- **What is required**
When a line of the entries contains the word "first", report that line.

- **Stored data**
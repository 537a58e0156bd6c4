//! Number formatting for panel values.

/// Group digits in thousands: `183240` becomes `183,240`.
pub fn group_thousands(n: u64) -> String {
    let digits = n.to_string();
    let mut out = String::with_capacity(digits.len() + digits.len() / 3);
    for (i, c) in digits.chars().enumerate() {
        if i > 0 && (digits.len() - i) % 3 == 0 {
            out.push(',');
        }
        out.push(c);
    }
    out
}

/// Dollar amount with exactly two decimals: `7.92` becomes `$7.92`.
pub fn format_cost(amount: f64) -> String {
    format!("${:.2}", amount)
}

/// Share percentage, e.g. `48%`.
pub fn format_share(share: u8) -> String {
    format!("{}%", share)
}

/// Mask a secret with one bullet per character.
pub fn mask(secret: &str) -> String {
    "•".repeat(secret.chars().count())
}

...

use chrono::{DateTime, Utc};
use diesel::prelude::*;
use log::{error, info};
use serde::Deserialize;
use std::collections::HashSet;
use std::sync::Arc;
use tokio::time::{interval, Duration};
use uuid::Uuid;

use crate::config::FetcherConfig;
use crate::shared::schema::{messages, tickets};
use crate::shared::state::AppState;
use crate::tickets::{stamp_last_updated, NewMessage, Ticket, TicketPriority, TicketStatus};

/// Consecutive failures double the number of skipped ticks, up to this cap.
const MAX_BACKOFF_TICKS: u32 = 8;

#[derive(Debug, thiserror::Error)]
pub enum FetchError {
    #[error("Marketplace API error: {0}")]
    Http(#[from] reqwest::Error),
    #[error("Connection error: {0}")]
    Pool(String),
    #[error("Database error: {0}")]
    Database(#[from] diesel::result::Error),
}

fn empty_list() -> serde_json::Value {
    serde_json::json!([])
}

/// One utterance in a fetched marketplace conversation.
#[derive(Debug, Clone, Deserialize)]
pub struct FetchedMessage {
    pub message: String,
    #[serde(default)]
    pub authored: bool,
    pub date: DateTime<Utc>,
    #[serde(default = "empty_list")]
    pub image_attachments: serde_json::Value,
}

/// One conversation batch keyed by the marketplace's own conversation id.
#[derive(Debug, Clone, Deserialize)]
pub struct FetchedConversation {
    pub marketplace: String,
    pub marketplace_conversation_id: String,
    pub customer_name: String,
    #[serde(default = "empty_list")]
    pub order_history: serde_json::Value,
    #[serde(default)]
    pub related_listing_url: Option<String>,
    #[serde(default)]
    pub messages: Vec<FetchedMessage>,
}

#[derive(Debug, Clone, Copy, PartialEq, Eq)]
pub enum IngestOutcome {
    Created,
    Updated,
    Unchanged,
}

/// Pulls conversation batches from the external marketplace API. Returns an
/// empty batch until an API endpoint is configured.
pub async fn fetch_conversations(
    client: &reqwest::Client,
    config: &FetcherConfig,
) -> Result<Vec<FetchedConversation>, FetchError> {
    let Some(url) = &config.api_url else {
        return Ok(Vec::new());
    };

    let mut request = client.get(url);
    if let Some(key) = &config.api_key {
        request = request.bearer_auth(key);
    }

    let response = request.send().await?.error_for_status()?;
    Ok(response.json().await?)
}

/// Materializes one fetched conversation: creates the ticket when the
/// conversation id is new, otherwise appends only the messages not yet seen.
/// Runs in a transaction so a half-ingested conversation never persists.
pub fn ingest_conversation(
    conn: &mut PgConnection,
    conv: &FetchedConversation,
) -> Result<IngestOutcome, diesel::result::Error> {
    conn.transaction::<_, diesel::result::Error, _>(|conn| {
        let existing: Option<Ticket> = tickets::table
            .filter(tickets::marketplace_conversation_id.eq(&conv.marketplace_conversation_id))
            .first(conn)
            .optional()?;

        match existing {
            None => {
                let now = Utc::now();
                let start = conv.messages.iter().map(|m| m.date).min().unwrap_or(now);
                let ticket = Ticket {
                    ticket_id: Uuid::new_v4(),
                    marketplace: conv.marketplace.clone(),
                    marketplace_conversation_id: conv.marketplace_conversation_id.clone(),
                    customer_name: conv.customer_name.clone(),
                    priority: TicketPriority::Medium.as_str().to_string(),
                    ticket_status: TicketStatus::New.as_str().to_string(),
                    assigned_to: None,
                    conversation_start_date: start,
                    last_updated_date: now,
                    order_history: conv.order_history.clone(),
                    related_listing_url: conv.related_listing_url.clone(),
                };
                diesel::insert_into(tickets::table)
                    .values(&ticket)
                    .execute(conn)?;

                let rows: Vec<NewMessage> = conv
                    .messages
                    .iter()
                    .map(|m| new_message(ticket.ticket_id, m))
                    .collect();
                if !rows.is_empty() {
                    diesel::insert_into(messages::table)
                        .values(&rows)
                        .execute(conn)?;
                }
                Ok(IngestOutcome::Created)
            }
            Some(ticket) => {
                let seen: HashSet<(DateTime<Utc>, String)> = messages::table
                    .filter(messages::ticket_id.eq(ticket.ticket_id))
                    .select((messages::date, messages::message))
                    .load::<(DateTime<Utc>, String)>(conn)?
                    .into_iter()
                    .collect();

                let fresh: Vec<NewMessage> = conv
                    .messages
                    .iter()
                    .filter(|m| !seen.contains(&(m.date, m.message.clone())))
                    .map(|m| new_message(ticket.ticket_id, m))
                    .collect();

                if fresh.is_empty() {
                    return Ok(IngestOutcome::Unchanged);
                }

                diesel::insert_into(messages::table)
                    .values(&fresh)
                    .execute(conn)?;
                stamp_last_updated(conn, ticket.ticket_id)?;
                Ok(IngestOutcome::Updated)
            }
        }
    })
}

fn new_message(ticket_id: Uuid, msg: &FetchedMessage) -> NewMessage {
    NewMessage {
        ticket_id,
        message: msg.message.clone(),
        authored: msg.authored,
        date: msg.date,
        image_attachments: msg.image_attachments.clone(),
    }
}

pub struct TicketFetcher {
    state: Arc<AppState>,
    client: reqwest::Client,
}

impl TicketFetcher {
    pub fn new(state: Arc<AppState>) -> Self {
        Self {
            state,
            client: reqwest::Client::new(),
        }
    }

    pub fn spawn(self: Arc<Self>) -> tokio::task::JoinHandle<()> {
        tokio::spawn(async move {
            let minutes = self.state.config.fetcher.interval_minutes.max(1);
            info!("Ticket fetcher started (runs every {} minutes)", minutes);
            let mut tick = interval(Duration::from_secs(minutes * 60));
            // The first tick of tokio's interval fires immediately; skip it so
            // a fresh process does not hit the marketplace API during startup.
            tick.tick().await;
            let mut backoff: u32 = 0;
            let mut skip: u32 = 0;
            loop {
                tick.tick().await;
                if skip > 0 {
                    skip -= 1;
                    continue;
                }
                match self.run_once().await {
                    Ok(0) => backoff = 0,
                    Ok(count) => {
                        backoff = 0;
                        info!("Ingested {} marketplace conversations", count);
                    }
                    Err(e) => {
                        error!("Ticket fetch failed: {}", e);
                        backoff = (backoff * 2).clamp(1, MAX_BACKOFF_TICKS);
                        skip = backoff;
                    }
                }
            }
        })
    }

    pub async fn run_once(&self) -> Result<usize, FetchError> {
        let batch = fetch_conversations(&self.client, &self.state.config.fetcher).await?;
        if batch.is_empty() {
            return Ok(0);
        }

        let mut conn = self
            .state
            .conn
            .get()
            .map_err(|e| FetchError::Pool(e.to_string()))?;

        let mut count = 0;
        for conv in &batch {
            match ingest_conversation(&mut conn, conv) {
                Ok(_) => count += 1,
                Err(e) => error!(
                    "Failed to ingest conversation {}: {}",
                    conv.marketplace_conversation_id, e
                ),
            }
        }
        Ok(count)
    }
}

- **Written response**
            .first(conn)
            // The first tick of tokio's interval fires immediately; skip it so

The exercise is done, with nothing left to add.